A poison is something that makes you sick or hurts you if you eat, drink, touch or smell it.

  • Poisons can be SOLID.  Solid poisons can be chunky and chewy like pills, batteries, plants and berries.
  • Poisons can be LIQUID.  Liquid poisons can be creamy, blobby, or like water.  They can be any color.  Examples of liquid poisons include floor cleaners, antifreeze, cough syrup (if taken in excess) and lamp oil.
  • Poisons can be SPRAYS.  They can be in a spray can or bottle.  The spray can get in your eyes or in your lungs if you breathe it.  Examples of spray poisons are furniture polish, hair spray, air freshener and bug spray
  • Poisons can be INVISIBLE.  You can't see, smell or touch it.  Invisible poisons can be found almost anywhere.  It can be mixed in with smoke or can come out of the exhaust system of a motor vehicle or bus when the engine is running.

What does a poison look like?

  • A poison can come in pretty colors.  
  • It can come in any shape and size.  
  • It can smell good--or bad.  
  • It can also appear to taste good.  
  • A poison can even look like something good to eat or drink.

How can you get poisoned?

  • You can get poisoned by eating, drinking, touching, smelling or inhaling something that can make you sick or hurt you.  
  • Some things like medicine, can make you sick if you take the wrong kind or if you take too much.  
  • For children, always ask a grown up before taking medicine.  
  • For adults, make sure that the medicine you'll be taking is correct and also that the dosage is correct.

Where are poisons found?

  • Poisons are everywhere.  
  • They can be found in your garage, in your kitchen, in your bathroom, or in any room in your home.  
  • They can even be found in Grandma's purse!  Poisons can be found outside, like some plants, berries and mushrooms.

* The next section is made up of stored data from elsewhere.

//! Hard limits and budgets. Everything user-supplied is bounded.

use crate::model::Ms;

/// Reject timestamps before the epoch.
pub const MIN_VALID_TIMESTAMP_MS: Ms = 0;

/// Reject timestamps after 2100-01-01T00:00:00Z.
pub const MAX_VALID_TIMESTAMP_MS: Ms = 4_102_444_800_000;

/// A single walk may not exceed 24 hours.
pub const MAX_SPAN_DURATION_MS: Ms = 24 * 3_600_000;

/// Availability queries are clamped to 90 days.
pub const MAX_QUERY_WINDOW_MS: Ms = 90 * 24 * 3_600_000;

/// A booking may start slightly in the past to absorb client clock skew.
pub const CLOCK_SKEW_TOLERANCE_MS: Ms = 5 * 60_000;

/// Transient store failures are retried this many times before giving up.
pub const STORE_RETRY_BUDGET: u32 = 3;

/// Base delay for store retry backoff; doubles per attempt.
pub const STORE_RETRY_BASE_DELAY_MS: u64 = 25;

/// Optimistic-concurrency conflicts restart the read-check-write loop
/// at most this many times.
pub const OCC_RETRY_BUDGET: u32 = 3;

What can you do if someone gets poisoned?

  • From a child's perspective:  If you think you got into a poison, tell a grown-up right away!  They will call the Poison Center.  The Poison Center will tell them how to help you.  If you think your Mom or Dad, or your brother or sister, or even your friend got into a poison, you can call the Poison Center too.  Tell a grown-up to make sure you have the number of the Poison Center on or near the telephone in your house.  Ask them to show you where to find the number.  You could also call 9-1-1 or the emergency number in your area for help.

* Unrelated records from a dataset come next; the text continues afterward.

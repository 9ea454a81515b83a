//! End-to-end booking lifecycle scenarios against the reference
//! collaborators (in-memory store, hourly pricing, broadcast notifier).

use std::sync::Arc;

use async_trait::async_trait;
use rust_decimal::Decimal;
use rust_decimal_macros::dec;
use ulid::Ulid;

use leash::engine::{BookingEngine, BookingRequest, EngineError};
use leash::model::{BookingStatus, Ms, Span};
use leash::notify::{BroadcastNotifier, NotificationKind};
use leash::pricing::{HourlyRatePricing, PricingError, PricingGateway};
use leash::store::{BookingStore, InMemoryStore};

const H: Ms = 3_600_000;
const M: Ms = 60_000;

fn now_ms() -> Ms {
    std::time::SystemTime::now()
        .duration_since(std::time::UNIX_EPOCH)
        .unwrap()
        .as_millis() as Ms
}

struct FlatPricing(Decimal);

#[async_trait]
impl PricingGateway for FlatPricing {
    async fn calculate_price(
        &self,
        _booking: &leash::model::Booking,
    ) -> Result<Decimal, PricingError> {
        Ok(self.0)
    }
}

fn flat_engine() -> (BookingEngine, Arc<InMemoryStore>, Arc<BroadcastNotifier>) {
    let store = Arc::new(InMemoryStore::new());
    let notifier = Arc::new(BroadcastNotifier::new());
    let engine = BookingEngine::new(
        store.clone(),
        Arc::new(FlatPricing(dec!(29.99))),
        notifier.clone(),
    );
    (engine, store, notifier)
}

fn request(owner_id: Ulid, walker_id: Ulid, start: Ms, end: Ms) -> BookingRequest {
    BookingRequest {
        owner_id,
        dog_id: Ulid::new(),
        walker_id,
        start,
        end,
    }
}

#[tokio::test]
async fn scenario_create_confirms_and_prices() {
    let (engine, _, _) = flat_engine();
    let t = now_ms();

    let booking = engine
        .create_booking(request(Ulid::new(), Ulid::new(), t + 60 * M, t + 120 * M))
        .await
        .unwrap();

    assert_eq!(booking.status, BookingStatus::Confirmed);
    assert_eq!(booking.price, Some(dec!(29.99)));
    assert!(!booking.id.is_nil());
}

#[tokio::test]
async fn scenario_validation_failure_touches_nothing() {
    let (engine, store, _) = flat_engine();
    let t = now_ms();

    let missing_owner = BookingRequest {
        owner_id: Ulid::nil(),
        dog_id: Ulid::new(),
        walker_id: Ulid::new(),
        start: t + H,
        end: t + 2 * H,
    };
    assert!(matches!(
        engine.create_booking(missing_owner).await,
        Err(EngineError::Validation(_))
    ));
    assert!(store.is_empty());
}

#[tokio::test]
async fn scenario_double_booking_rejected() {
    let (engine, _, _) = flat_engine();
    let walker = Ulid::new();
    let t = now_ms();

    engine
        .create_booking(request(Ulid::new(), walker, t + 30 * M, t + 90 * M))
        .await
        .unwrap();

    let second = engine
        .create_booking(request(Ulid::new(), walker, t + 60 * M, t + 120 * M))
        .await;
    assert!(matches!(second, Err(EngineError::Conflict(_))));
}

#[tokio::test]
async fn scenario_cancellation_notifies_once_per_party() {
    let (engine, _, notifier) = flat_engine();
    let owner = Ulid::new();
    let walker = Ulid::new();
    let t = now_ms();

    let booking = engine
        .create_booking(request(owner, walker, t + H, t + 2 * H))
        .await
        .unwrap();

    let mut owner_rx = notifier.subscribe(owner);
    let mut walker_rx = notifier.subscribe(walker);

    let cancelled = engine.cancel_booking(booking.id).await.unwrap();
    assert_eq!(cancelled.status, BookingStatus::Cancelled);

    for rx in [&mut owner_rx, &mut walker_rx] {
        let n = rx.recv().await.unwrap();
        assert_eq!(n.kind, NotificationKind::StatusChanged);
        assert_eq!(n.booking_id, booking.id);
    }

    // Second cancel is a no-op: same booking, no further notification.
    let again = engine.cancel_booking(booking.id).await.unwrap();
    assert_eq!(again, cancelled);
    assert!(owner_rx.try_recv().is_err());
    assert!(walker_rx.try_recv().is_err());
}

#[tokio::test]
async fn scenario_walker_history_after_creation() {
    let (engine, _, _) = flat_engine();
    let walker = Ulid::new();
    let t = now_ms();

    engine
        .create_booking(request(Ulid::new(), walker, t + 60 * M, t + 120 * M))
        .await
        .unwrap();

    let history = engine.get_bookings_by_walker(walker).await.unwrap();
    assert_eq!(history.len(), 1);
    assert_eq!(history[0].walker_id, walker);
}

#[tokio::test]
async fn hourly_pricing_end_to_end() {
    let store = Arc::new(InMemoryStore::new());
    let engine = BookingEngine::new(
        store,
        Arc::new(HourlyRatePricing),
        Arc::new(BroadcastNotifier::new()),
    );
    let t = now_ms();

    let booking = engine
        .create_booking(request(Ulid::new(), Ulid::new(), t + H, t + 2 * H))
        .await
        .unwrap();

    // One hour at 35.00/h, at most peak (1.25) and weekend (1.20) on top.
    let price = booking.price.unwrap();
    assert!(price >= dec!(35.00) && price <= dec!(52.50), "price = {price}");
    assert!(price.scale() <= 2);
}

#[tokio::test]
async fn contended_slot_confirms_exactly_once() {
    let (engine, store, _) = flat_engine();
    let engine = Arc::new(engine);
    let walker = Ulid::new();
    let t = now_ms();

    let mut handles = Vec::new();
    for i in 0..8i64 {
        let engine = engine.clone();
        // All spans overlap the busy hour [t+1h, t+2h).
        let start = t + H + (i % 4) * 10 * M;
        handles.push(tokio::spawn(async move {
            engine
                .create_booking(request(Ulid::new(), walker, start, start + H))
                .await
        }));
    }

    let mut confirmed = 0;
    for h in handles {
        if h.await.unwrap().is_ok() {
            confirmed += 1;
        }
    }
    assert!(confirmed >= 1);

    // However the race resolved, no two committed bookings overlap.
    let committed: Vec<Span> = store
        .find_by_walker(walker)
        .await
        .unwrap()
        .into_iter()
        .filter(|b| b.status.is_committed())
        .map(|b| b.span)
        .collect();
    for (i, a) in committed.iter().enumerate() {
        for b in &committed[i + 1..] {
            assert!(!a.overlaps(b), "committed bookings overlap: {a:?} vs {b:?}");
        }
    }
}

#[tokio::test]
async fn full_lifecycle_to_completion() {
    let (engine, _, _) = flat_engine();
    let t = now_ms();

    let booking = engine
        .create_booking(request(Ulid::new(), Ulid::new(), t + H, t + 2 * H))
        .await
        .unwrap();

    let walking = engine
        .update_status(booking.id, BookingStatus::InProgress)
        .await
        .unwrap();
    assert_eq!(walking.status, BookingStatus::InProgress);

    let done = engine
        .update_status(booking.id, BookingStatus::Completed)
        .await
        .unwrap();
    assert_eq!(done.status, BookingStatus::Completed);
    assert!(done.status.is_terminal());
    assert_eq!(done.price, booking.price);
    assert_eq!(done.created_at, booking.created_at);
    assert!(done.updated_at >= booking.updated_at);
}
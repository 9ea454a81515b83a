use std::time::Instant;

use ulid::Ulid;

use crate::limits::*;
use crate::model::*;
use crate::notify::NotificationKind;
use crate::observability;

use super::{BookingEngine, EngineError, first_conflict, now_ms, with_store_retry};

/// Input for `create_booking`. Validated before anything is persisted.
#[derive(Debug, Clone, Copy)]
pub struct BookingRequest {
    pub owner_id: Ulid,
    pub dog_id: Ulid,
    pub walker_id: Ulid,
    pub start: Ms,
    pub end: Ms,
}

fn validate_request(req: &BookingRequest, now: Ms) -> Result<(), EngineError> {
    if req.owner_id.is_nil() {
        return Err(EngineError::Validation("owner_id is required"));
    }
    if req.dog_id.is_nil() {
        return Err(EngineError::Validation("dog_id is required"));
    }
    if req.walker_id.is_nil() {
        return Err(EngineError::Validation("walker_id is required"));
    }
    if req.start < MIN_VALID_TIMESTAMP_MS || req.end > MAX_VALID_TIMESTAMP_MS {
        return Err(EngineError::Validation("timestamp out of range"));
    }
    if req.end <= req.start {
        return Err(EngineError::Validation("end_time must be after start_time"));
    }
    if req.end - req.start > MAX_SPAN_DURATION_MS {
        return Err(EngineError::Validation("walk duration too long"));
    }
    if req.start < now - CLOCK_SKEW_TOLERANCE_MS {
        return Err(EngineError::Validation("start_time is in the past"));
    }
    Ok(())
}

impl BookingEngine {
    /// Create a booking for a walker.
    ///
    /// The booking is persisted at `Requested` under the walker's exclusion
    /// lock; that write is the atomic commit point. A committed
    /// (`Confirmed`/`InProgress`) overlap fails with `Conflict` before
    /// anything is persisted; overlapping `Requested` bookings are tolerated
    /// and arbitrated at confirmation time. Pricing runs after the commit
    /// point: on success the booking is confirmed with its price, on failure
    /// the booking stays `Requested` and `Downstream` is surfaced without
    /// rollback. Losing the confirmation race to a competing request surfaces
    /// `Conflict`, likewise leaving the booking at `Requested`. On every path
    /// where the booking was persisted, its creation is announced to owner
    /// and walker best-effort.
    pub async fn create_booking(&self, req: BookingRequest) -> Result<Booking, EngineError> {
        let started = Instant::now();
        let now = now_ms();
        validate_request(&req, now)?;
        let span = Span::new(req.start, req.end);

        let booking = {
            let _guard = self.walker_lock(req.walker_id).lock_owned().await;

            let conflicts = with_store_retry("find_overlapping", || {
                self.store
                    .find_overlapping(req.walker_id, span, COMMITTED_STATUSES, None)
            })
            .await?;
            if let Some(hit) = first_conflict(&span, &conflicts) {
                metrics::counter!(observability::BOOKING_CONFLICTS_TOTAL).increment(1);
                return Err(EngineError::Conflict(hit.id));
            }

            let booking = Booking {
                id: Ulid::new(),
                owner_id: req.owner_id,
                dog_id: req.dog_id,
                walker_id: req.walker_id,
                span,
                status: BookingStatus::Requested,
                price: None,
                created_at: now,
                updated_at: now,
                version: 1,
            };
            with_store_retry("save", || self.store.save(booking.clone())).await?
        };

        tracing::info!(
            booking = %booking.id,
            walker = %booking.walker_id,
            owner = %booking.owner_id,
            "booking requested"
        );

        let confirmed = match self.pricing.calculate_price(&booking).await {
            Ok(price) => {
                match self
                    .apply_transition(booking.id, BookingStatus::Confirmed, Some(price), false)
                    .await
                {
                    Ok(confirmed) => confirmed,
                    Err(e @ EngineError::Conflict(_)) => {
                        // Lost the confirmation race. The booking stays
                        // persisted at Requested, so its creation is still
                        // announced to both parties.
                        let message = format!(
                            "booking {} requested for walker {}",
                            booking.id, booking.walker_id
                        );
                        self.notify_parties(&booking, NotificationKind::BookingCreated, &message)
                            .await;
                        return Err(e);
                    }
                    Err(e) => return Err(e),
                }
            }
            Err(e) => {
                metrics::counter!(observability::PRICING_FAILURES_TOTAL).increment(1);
                tracing::warn!(booking = %booking.id, "pricing failed, booking stays requested: {e}");
                let message = format!(
                    "booking {} requested for walker {}",
                    booking.id, booking.walker_id
                );
                self.notify_parties(&booking, NotificationKind::BookingCreated, &message)
                    .await;
                return Err(EngineError::Downstream(format!("pricing: {e}")));
            }
        };

        metrics::counter!(
            observability::BOOKINGS_CREATED_TOTAL,
            "status" => confirmed.status.as_str()
        )
        .increment(1);
        metrics::histogram!(observability::CREATE_DURATION_SECONDS)
            .record(started.elapsed().as_secs_f64());

        let message = format!(
            "booking {} created for walker {}",
            confirmed.id, confirmed.walker_id
        );
        self.notify_parties(&confirmed, NotificationKind::BookingCreated, &message)
            .await;
        Ok(confirmed)
    }

    /// Apply a status transition. Fails with `NotFound` for unknown ids and
    /// `InvalidTransition` for edges outside the state machine; transitions
    /// to `Confirmed` re-validate walker availability. Dispatches a
    /// best-effort status-change notification to owner and walker.
    pub async fn update_status(
        &self,
        booking_id: Ulid,
        target: BookingStatus,
    ) -> Result<Booking, EngineError> {
        self.apply_transition(booking_id, target, None, true).await
    }

    /// Cancel a booking. Cancelling an already-cancelled booking is
    /// idempotent: the stored booking is returned unchanged and no duplicate
    /// notification is sent. `InProgress` and `Completed` bookings can never
    /// be cancelled.
    pub async fn cancel_booking(&self, booking_id: Ulid) -> Result<Booking, EngineError> {
        let current = self.load(booking_id).await?;
        if current.status == BookingStatus::Cancelled {
            return Ok(current);
        }
        self.update_status(booking_id, BookingStatus::Cancelled).await
    }
}
use ulid::Ulid;

use crate::model::BookingStatus;
use crate::notify::NotifyError;
use crate::pricing::PricingError;
use crate::store::StoreError;

#[derive(Debug)]
pub enum EngineError {
    /// Malformed or missing input; nothing was persisted.
    Validation(&'static str),
    /// Walker double-booking; the id is the committed booking in the way.
    Conflict(Ulid),
    NotFound(Ulid),
    InvalidTransition {
        from: BookingStatus,
        to: BookingStatus,
    },
    /// Pricing or notification failure; booking state is unaffected.
    Downstream(String),
    /// Persistence failure that survived the retry budget.
    Storage(String),
}

impl std::fmt::Display for EngineError {
    fn fmt(&self, f: &mut std::fmt::Formatter<'_>) -> std::fmt::Result {
        match self {
            EngineError::Validation(msg) => write!(f, "invalid request: {msg}"),
            EngineError::Conflict(id) => write!(f, "conflict with committed booking: {id}"),
            EngineError::NotFound(id) => write!(f, "booking not found: {id}"),
            EngineError::InvalidTransition { from, to } => {
                write!(f, "invalid transition: {} -> {}", from.as_str(), to.as_str())
            }
            EngineError::Downstream(msg) => write!(f, "downstream service failed: {msg}"),
            EngineError::Storage(msg) => write!(f, "storage failed: {msg}"),
        }
    }
}

impl std::error::Error for EngineError {}

impl From<StoreError> for EngineError {
    fn from(e: StoreError) -> Self {
        match e {
            StoreError::NotFound(id) => EngineError::NotFound(id),
            StoreError::VersionConflict(id) => {
                EngineError::Storage(format!("stale write for booking {id}"))
            }
            StoreError::Unavailable(msg) => EngineError::Storage(msg),
        }
    }
}

impl From<PricingError> for EngineError {
    fn from(e: PricingError) -> Self {
        EngineError::Downstream(e.to_string())
    }
}

impl From<NotifyError> for EngineError {
    fn from(e: NotifyError) -> Self {
        EngineError::Downstream(e.to_string())
    }
}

How can you stay safe from poison?

  • If you don't know what something is, leave it alone!
  • Put Mr. Yuk stickers on your medicines & poisons to help teach and keep children from touching them. 
  • Never take medicine if it's not prescribed for you.
  • Never take medicine if not directed to do so by your doctor or other health professional.
  • Some plants and berries are poisonous.  Never eat berries or plants unless you are sure they are are not poisonous.
  • Always let grown-ups use spray cans and bottles--children shouldn't touch or play with them.
  • Put away chemicals and such that are not needed--especially those for cleaning your house, car or clothes.
  • Keep all medicines, poisons and household chemicals away from children and food.  Never leave them on a bedside table, kitchen table or bathroom counter.  If possible, lock them up!
  • Never store poison in food or beverage containers.  Children could mistake it for a treat.
  • Do not use syrup of ipecac unless someone at the Poison Control center tells you to do that.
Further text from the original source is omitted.